QUESTION: Okay, on Mexico. (In Spanish.)

As you know, the ATF Operation Fast and Furious has created an uproar in Mexico. They claim that they didn’t know anything about it. Were you aware that it was taking place, and how has it affected the relations with your partner?

SECRETARY CLINTON: Well, I was unaware of it. It was a law enforcement initiative. But I do think it’s important to recognize it was aimed at doing something that we are in full agreement with Mexico about, and that is stopping the flow of illegal guns across the border.

But we’re still working on making sure there is good cooperation and good information sharing. We’ve come a very long way in working with our Mexican friends on this shared challenge of criminality. And the Department of Justice has announced it will be investigating that particular program.

QUESTION: Does the U.S. ambassador in Mexico, Carlos Pascual, does he still have your confidence after the WikiLeaks scandals?

(In Spanish.)

SECRETARY CLINTON: Well, I deeply regret the WikiLeaks situation, and I’ve told President Calderon that.

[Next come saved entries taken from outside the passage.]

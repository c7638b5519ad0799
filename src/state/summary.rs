// Run summary - aggregate counts and time span over a result log

use chrono::{DateTime, Utc};
use serde::Serialize;

use super::{ResultEntity, TestStatus};

/// Counts per status plus the overall time span
#[derive(Debug, Clone, Default, PartialEq, Eq, Serialize)]
pub struct RunSummary {
    pub total: usize,
    pub passed: usize,
    pub failed: usize,
    pub skipped: usize,
    pub start: Option<DateTime<Utc>>,
    pub end: Option<DateTime<Utc>>,
}

impl RunSummary {
    pub fn from_results(results: &[ResultEntity]) -> Self {
        let mut summary = Self::default();
        for result in results {
            summary.add(result);
        }
        summary
    }

    /// Fold one result into the counts
    pub fn add(&mut self, result: &ResultEntity) {
        self.total += 1;
        match result.status() {
            TestStatus::Pass => self.passed += 1,
            TestStatus::Fail => self.failed += 1,
            TestStatus::Skip => self.skipped += 1,
        }

        self.start = Some(match self.start {
            Some(s) => s.min(result.start()),
            None => result.start(),
        });
        self.end = Some(match self.end {
            Some(e) => e.max(result.end()),
            None => result.end(),
        });
    }

    pub fn all_passed(&self) -> bool {
        self.failed == 0
    }

    /// Aggregate status: any failure fails, otherwise any pass passes
    pub fn status(&self) -> TestStatus {
        if self.failed > 0 {
            TestStatus::Fail
        } else if self.passed > 0 {
            TestStatus::Pass
        } else {
            TestStatus::Skip
        }
    }
}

But I do really appreciate what Ambassador Pascual has done in his time as our ambassador because he’s worked closely with many parts of the Mexican Government. We are close friends and partners with Mexico but we don’t always agree on everything, as no two countries do. And so I’m going to continue to really support the important work that’s being done, and it will be up to the ambassador to determine how effective he can be going forward.

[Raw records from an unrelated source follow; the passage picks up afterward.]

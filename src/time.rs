// Clock abstraction for result timestamps

use chrono::{DateTime, SecondsFormat, TimeDelta, Utc};
use std::sync::Mutex;

/// Source of "now" for start/end bookkeeping
pub trait Clock: Send + Sync {
    fn now(&self) -> DateTime<Utc>;
}

/// Wall clock
#[derive(Debug, Clone, Copy, Default)]
pub struct SystemClock;

impl Clock for SystemClock {
    fn now(&self) -> DateTime<Utc> {
        #[cfg(miri)]
        {
            DateTime::<Utc>::UNIX_EPOCH
        }
        #[cfg(not(miri))]
        {
            Utc::now()
        }
    }
}

/// Hand-driven clock for deterministic tests and log replay
#[derive(Debug)]
pub struct ManualClock {
    current: Mutex<DateTime<Utc>>,
}

impl ManualClock {
    pub fn new(start: DateTime<Utc>) -> Self {
        Self {
            current: Mutex::new(start),
        }
    }

    pub fn advance(&self, by: TimeDelta) {
        let mut current = self.lock();
        *current += by;
    }

    fn lock(&self) -> std::sync::MutexGuard<'_, DateTime<Utc>> {
        // A poisoned clock still holds a valid timestamp
        self.current.lock().unwrap_or_else(|e| e.into_inner())
    }
}

impl Clock for ManualClock {
    fn now(&self) -> DateTime<Utc> {
        *self.lock()
    }
}

/// ISO-8601 with microseconds and an explicit `+00:00` offset
pub fn format_timestamp(at: &DateTime<Utc>) -> String {
    at.to_rfc3339_opts(SecondsFormat::Micros, false)
}

/// Convert fractional unix seconds (as emitted by pytest-reportlog) to a timestamp
pub fn from_unix_seconds(secs: f64) -> Option<DateTime<Utc>> {
    if !secs.is_finite() {
        return None;
    }
    let micros = (secs * 1_000_000.0).round();
    if micros < i64::MIN as f64 || micros > i64::MAX as f64 {
        return None;
    }
    DateTime::<Utc>::from_timestamp_micros(micros as i64)
}

/// Fractional seconds as a duration; negative or non-finite input is zero
pub fn seconds_to_delta(secs: f64) -> TimeDelta {
    if !secs.is_finite() || secs <= 0.0 {
        return TimeDelta::zero();
    }
    let micros = (secs * 1_000_000.0).round().min(i64::MAX as f64);
    TimeDelta::microseconds(micros as i64)
}
// State module - per-run result store
// Ordered, append-only log of results plus start-time bookkeeping

pub mod result;
pub mod summary;

pub use result::{MAX_MESSAGE_CHARS, ResultEntity, TestStatus, truncate_message};
pub use summary::RunSummary;

use chrono::{DateTime, Utc};
use std::collections::HashMap;
use std::sync::{Arc, Mutex, MutexGuard};
use tracing::debug;

use crate::time::{Clock, SystemClock};

#[derive(Debug, Default)]
struct StoreInner {
    starts: HashMap<String, DateTime<Utc>>,
    results: Vec<ResultEntity>,
}

/// Results collected during one run.
///
/// Every mutation goes through a single mutex, so adapters may be driven
/// from parallel workers. Results keep the order in which they were appended.
/// Create a fresh store for every run.
pub struct ResultStore {
    inner: Mutex<StoreInner>,
    clock: Arc<dyn Clock>,
}

impl Default for ResultStore {
    fn default() -> Self {
        Self::new()
    }
}

impl std::fmt::Debug for ResultStore {
    fn fmt(&self, f: &mut std::fmt::Formatter<'_>) -> std::fmt::Result {
        let inner = self.lock();
        f.debug_struct("ResultStore")
            .field("pending", &inner.starts.len())
            .field("results", &inner.results.len())
            .finish()
    }
}

impl ResultStore {
    /// Create an empty store on the system clock
    pub fn new() -> Self {
        Self::with_clock(Arc::new(SystemClock))
    }

    pub fn with_clock(clock: Arc<dyn Clock>) -> Self {
        Self {
            inner: Mutex::new(StoreInner::default()),
            clock,
        }
    }

    /// Current time according to the store's clock
    pub fn now(&self) -> DateTime<Utc> {
        self.clock.now()
    }

    /// Record "now" as the start of `test_id`. Last write wins.
    pub fn record_start(&self, test_id: &str) {
        let now = self.now();
        self.record_start_at(test_id, now);
    }

    /// Record an explicit start for `test_id`. Last write wins.
    pub fn record_start_at(&self, test_id: &str, at: DateTime<Utc>) {
        let previous = self.lock().starts.insert(test_id.to_string(), at);
        if previous.is_some() {
            debug!("Start of {} recorded again, keeping latest", test_id);
        }
    }

    /// Remove and return the recorded start of `test_id`
    pub fn take_start(&self, test_id: &str) -> Option<DateTime<Utc>> {
        self.lock().starts.remove(test_id)
    }

    /// Ids that were started but have not finished, sorted
    pub fn pending(&self) -> Vec<String> {
        let mut ids: Vec<String> = self.lock().starts.keys().cloned().collect();
        ids.sort();
        ids
    }

    /// Add a result to the end of the log
    pub fn append(&self, result: ResultEntity) {
        self.lock().results.push(result);
    }

    /// Take every result in append order, leaving the store empty
    pub fn drain(&self) -> Vec<ResultEntity> {
        std::mem::take(&mut self.lock().results)
    }

    pub fn len(&self) -> usize {
        self.lock().results.len()
    }

    pub fn is_empty(&self) -> bool {
        self.lock().results.is_empty()
    }

    /// Counts over what has been appended so far
    pub fn summary(&self) -> RunSummary {
        RunSummary::from_results(&self.lock().results)
    }

    fn lock(&self) -> MutexGuard<'_, StoreInner> {
        // Critical sections are a single insert, remove or push
        self.inner.lock().unwrap_or_else(|e| e.into_inner())
    }
}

QUESTION: Okay. (In Spanish.)


QUESTION: One more? Okay, one more. It seems that Cuba returned to the United States (inaudible) Cuba, like in the recent measures that were announced, Cuba comes back with something, and this time it’s being the sentencing of an American citizen.

(In Spanish.)

What can you do about it?

SECRETARY CLINTON: Well, we deeply deplore the sentencing of Alan Gross. He should not be there in the first place, having been in prison for so many months. He should not have been brought before a court and charged with crimes that he did not commit. We believe he should be released and returned to his family on humanitarian grounds as soon as possible. And we hope that the Cuban Government will do that, because I think everyone knows that President Obama came into office and has demonstrated a willingness to try to assist the Cuban people and provide greater relationships and connections between the Cuban people and Cuban Americans and other Americans. But it is very regrettable that Alan Gross is being treated the way he is.

QUESTION: Madam Secretary, we wish you the best in your trips and your diplomacy in Europe. Thank you for this time, the best of luck to you. Thank you for this time.

SECRETARY CLINTON: Thank you very much.